EL CALIFA DE LOS CASTAÑOS

A Piedad Martos.

Qué imagen, pues vi al más salvaje y esquivo a cuatro saltos de las herraduras de mi montura. Ahí estaba. Haciendo lo que siempre hace para huir como siempre y no aparecer nunca. Qué agridulce es esto de meterse en la maraña del monte como un elefante por una chatarrería, a lomos de un caballo imponente y con cien colleras de perros. Como si todo fuera mío. Aquí estoy yo y mis delantales… Y marco mi ley. Pero cuanto más grande te crees más gorda es la caída. Y no, no hablo de sacudirse el polvo de las costillas. Hablo de tragar buches de bilis para hacerte pequeño -muy pequeño- y darte cuenta de que a la Sierra se le llama de usted. Y te da o te quita lo que quiera sin aviso ni ecuación. Sin razón. Es indiferente que seas bueno o malo, libertino o cohibido. La Sierra se pasa por la falda lo que quiera y te pasa por la piedra cuando quiera también. Y no hay más.

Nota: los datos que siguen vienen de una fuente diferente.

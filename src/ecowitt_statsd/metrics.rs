// ecowitt_statsd - StatsD and Prometheus metrics bridge for Ecowitt weather gateways
//
// Copyright 2023 Nick Pillitteri
//
// This program is free software: you can redistribute it and/or modify
// it under the terms of the GNU General Public License as published by
// the Free Software Foundation, either version 3 of the License, or
// (at your option) any later version.
//
// This program is distributed in the hope that it will be useful,
// but WITHOUT ANY WARRANTY; without even the implied warranty of
// MERCHANTABILITY or FITNESS FOR A PARTICULAR PURPOSE.  See the
// GNU General Public License for more details.
//
// You should have received a copy of the GNU General Public License
// along with this program.  If not, see <http://www.gnu.org/licenses/>.
//

use crate::client::SENSOR_TYPES;
use cadence::{BufferedUdpMetricSink, Gauged, MetricError, MetricSink, QueuingMetricSink, StatsdClient};
use prometheus_client::metrics::family::Family;
use prometheus_client::metrics::gauge::Gauge as PromGauge;
use prometheus_client::registry::Registry;
use std::collections::HashMap;
use std::io;
use std::net::UdpSocket;
use std::panic::RefUnwindSafe;
use std::sync::atomic::AtomicU64;
use std::sync::Arc;

pub const METRIC_PREFIX: &str = "ecowitt.";
pub const INDOOR_TEMPERATURE: &str = "ecowitt.indoorTemperature";
pub const INDOOR_HUMIDITY: &str = "ecowitt.indoorHumidity";
pub const ABSOLUTE_PRESSURE: &str = "ecowitt.absolutePressure";
pub const RELATIVE_PRESSURE: &str = "ecowitt.relativePressure";
pub const CHANNEL_TEMPERATURE: &str = "ecowitt.channelTemperature";
pub const CHANNEL_HUMIDITY: &str = "ecowitt.channelHumidity";

pub const TAG_UNIT: &str = "unit";
pub const TAG_CHANNEL: &str = "channel";
pub const TAG_NAME: &str = "name";

/// Format a tag in the `key:value` form used by DogStatsD.
pub fn format_tag(key: &str, value: &str) -> String {
    format!("{}:{}", key, value)
}

/// Every metric name that can be emitted for a known sensor, indoor climate
/// reading, or channel sensor.
pub fn known_metric_names() -> Vec<String> {
    SENSOR_TYPES
        .iter()
        .map(|t| format!("{}{}", METRIC_PREFIX, t))
        .chain(
            [
                INDOOR_TEMPERATURE,
                INDOOR_HUMIDITY,
                ABSOLUTE_PRESSURE,
                RELATIVE_PRESSURE,
                CHANNEL_TEMPERATURE,
                CHANNEL_HUMIDITY,
            ]
            .iter()
            .map(|s| s.to_string()),
        )
        .collect()
}

/// A single point-in-time value to be sent to a metrics backend.
#[derive(Debug, Clone, PartialEq)]
pub struct Gauge {
    pub name: String,
    pub tags: Vec<String>,
    pub value: f64,
}

impl Gauge {
    pub fn new<S: Into<String>>(name: S, tags: Vec<String>, value: f64) -> Self {
        Gauge {
            name: name.into(),
            tags,
            value,
        }
    }
}

/// Destination for gauges produced from gateway readings.
///
/// Implementations are expected to return quickly and to handle (log) their own
/// errors. Nothing is propagated back to the caller.
pub trait GaugeSink: Send + Sync {
    fn gauge(&self, name: &str, tags: &[String], value: f64);
}

impl<S: GaugeSink + ?Sized> GaugeSink for Arc<S> {
    fn gauge(&self, name: &str, tags: &[String], value: f64) {
        (**self).gauge(name, tags, value)
    }
}

impl<S: GaugeSink + ?Sized> GaugeSink for Box<S> {
    fn gauge(&self, name: &str, tags: &[String], value: f64) {
        (**self).gauge(name, tags, value)
    }
}

/// Sink that discards everything, used when metrics are disabled.
#[derive(Debug, Default, Clone, Copy)]
pub struct NoopSink;

impl GaugeSink for NoopSink {
    fn gauge(&self, _name: &str, _tags: &[String], _value: f64) {}
}

/// Sink that forwards each gauge to every one of its sinks, in order.
#[derive(Default)]
pub struct FanoutSink {
    sinks: Vec<Box<dyn GaugeSink>>,
}

impl FanoutSink {
    pub fn new(sinks: Vec<Box<dyn GaugeSink>>) -> Self {
        FanoutSink { sinks }
    }
}

impl GaugeSink for FanoutSink {
    fn gauge(&self, name: &str, tags: &[String], value: f64) {
        for sink in self.sinks.iter() {
            sink.gauge(name, tags, value);
        }
    }
}

/// Maximum number of gauges waiting to be sent before new ones are dropped.
const STATSD_QUEUE_CAPACITY: usize = 1024;

/// Wrap `sink` so metrics are sent from a background thread, calling `on_error` for
/// each metric that the wrapped sink fails to send.
fn queuing_sink<T, F>(sink: T, on_error: F) -> QueuingMetricSink
where
    T: MetricSink + Sync + Send + RefUnwindSafe + 'static,
    F: Fn(io::Error) + Sync + Send + RefUnwindSafe + 'static,
{
    QueuingMetricSink::builder()
        .with_capacity(STATSD_QUEUE_CAPACITY)
        .with_error_handler(on_error)
        .build(sink)
}

fn log_send_error(e: io::Error) {
    tracing::warn!(message = "unable to send gauge", error = %e);
}

/// Sink that sends gauges to a StatsD server using DogStatsD style tags.
///
/// Metrics are buffered and sent from a background thread so calls to `gauge`
/// never block on the network. Errors sending them are logged from that thread.
pub struct StatsdSink {
    client: StatsdClient,
    default_tags: Vec<String>,
}

impl StatsdSink {
    /// Create a new sink sending to `server` (`host` or `host:port`). Each of the
    /// `default_tags` is added to every gauge sent.
    pub fn new(server: &str, default_tags: Vec<String>) -> Result<Self, MetricError> {
        let address = if server.contains(':') {
            server.to_owned()
        } else {
            format!("{}:{}", server, cadence::DEFAULT_PORT)
        };

        let socket = UdpSocket::bind("0.0.0.0:0")?;
        socket.set_nonblocking(true)?;
        let udp = BufferedUdpMetricSink::from(address.as_str(), socket)?;
        let queuing = queuing_sink(udp, log_send_error);

        Ok(Self::from_client(StatsdClient::from_sink("", queuing), default_tags))
    }

    pub fn from_client(client: StatsdClient, default_tags: Vec<String>) -> Self {
        StatsdSink { client, default_tags }
    }
}

impl GaugeSink for StatsdSink {
    fn gauge(&self, name: &str, tags: &[String], value: f64) {
        let mut builder = self.client.gauge_with_tags(name, value);
        for tag in self.default_tags.iter().chain(tags.iter()) {
            builder = match tag.split_once(':') {
                Some((k, v)) => builder.with_tag(k, v),
                None => builder.with_tag_value(tag),
            };
        }

        if let Err(e) = builder.try_send() {
            tracing::warn!(message = "unable to queue gauge", name = %name, error = %e);
        }
    }
}

type GaugeFamily = Family<Vec<(String, String)>, PromGauge<f64, AtomicU64>>;

/// Sink that records gauges in a Prometheus registry to be scraped via `http::router`.
///
/// A gauge family is registered for each known metric name up front. Gauges for any
/// other name (such as the bare `ecowitt.` name used for unmapped sensor IDs) are
/// dropped since they cannot be registered after the registry is shared.
#[derive(Debug)]
pub struct PrometheusSink {
    families: HashMap<String, GaugeFamily>,
    default_labels: Vec<(String, String)>,
}

impl PrometheusSink {
    /// Create a new sink and register each metric with the provided `Registry`.
    ///
    /// Metric names are converted to Prometheus style, `ecowitt.outdoorTemperature`
    /// is registered as `outdoor_temperature` (plus any prefix set on the registry).
    pub fn new(reg: &mut Registry, default_tags: &[String]) -> Self {
        let mut families = HashMap::new();
        for name in known_metric_names() {
            let family = GaugeFamily::default();
            let short = name.trim_start_matches(METRIC_PREFIX);
            reg.register(
                prometheus_name(short),
                format!("Ecowitt gateway reading {}", short),
                family.clone(),
            );
            families.insert(name, family);
        }

        PrometheusSink {
            families,
            default_labels: default_tags.iter().map(|t| tag_to_label(t)).collect(),
        }
    }
}

impl GaugeSink for PrometheusSink {
    fn gauge(&self, name: &str, tags: &[String], value: f64) {
        match self.families.get(name) {
            Some(family) => {
                let labels: Vec<(String, String)> = self
                    .default_labels
                    .iter()
                    .cloned()
                    .chain(tags.iter().map(|t| tag_to_label(t)))
                    .collect();
                family.get_or_create(&labels).set(value);
            }
            None => {
                tracing::debug!(message = "no prometheus gauge registered", name = %name);
            }
        }
    }
}

/// Convert a camel case name like `outdoorTemperature` to `outdoor_temperature`.
fn prometheus_name(name: &str) -> String {
    let mut out = String::with_capacity(name.len() + 4);
    for c in name.chars() {
        if c.is_ascii_uppercase() {
            out.push('_');
            out.push(c.to_ascii_lowercase());
        } else if c.is_ascii_alphanumeric() || c == '_' {
            out.push(c);
        } else {
            out.push('_');
        }
    }

    out
}

fn tag_to_label(tag: &str) -> (String, String) {
    let (key, value) = tag.split_once(':').unwrap_or((tag, ""));
    let key = key
        .chars()
        .map(|c| if c.is_ascii_alphanumeric() || c == '_' { c } else { '_' })
        .collect();

    (key, value.to_owned())
}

              Soltamos en el “Cabezo del Robledal” para cazar al choque. Van más perros que borrachos en una feria de romanos. Las reses corren sierra abajo directas a matarse unas contra otras y las escopetas no enfrían en una mañana que no aprieta el sol. Disparos y ladras. Salta un vareto al camino. El caballo no puede bombear más sangre en sus pechos. Qué locura es esto de liberar colleras en un entorno tan salvaje por mucho que queramos conquistarlo. Porque hay quimeras que nunca se pisan, ni paraísos que se tocan. Será por eso que muchos vivimos de ilusiones y nos alentamos de proyectos que son paja contra el viento.

              Me retraso un poco, siempre me gusta quedarme zaguero para ver el trabajar y devenir de los canes. Ese barullo inmenso se va diluyendo, aunque de vez en cuando se aviva como una candela que recibe el soplo adecuado para echar a arder como cuando se prende una aulaga seca.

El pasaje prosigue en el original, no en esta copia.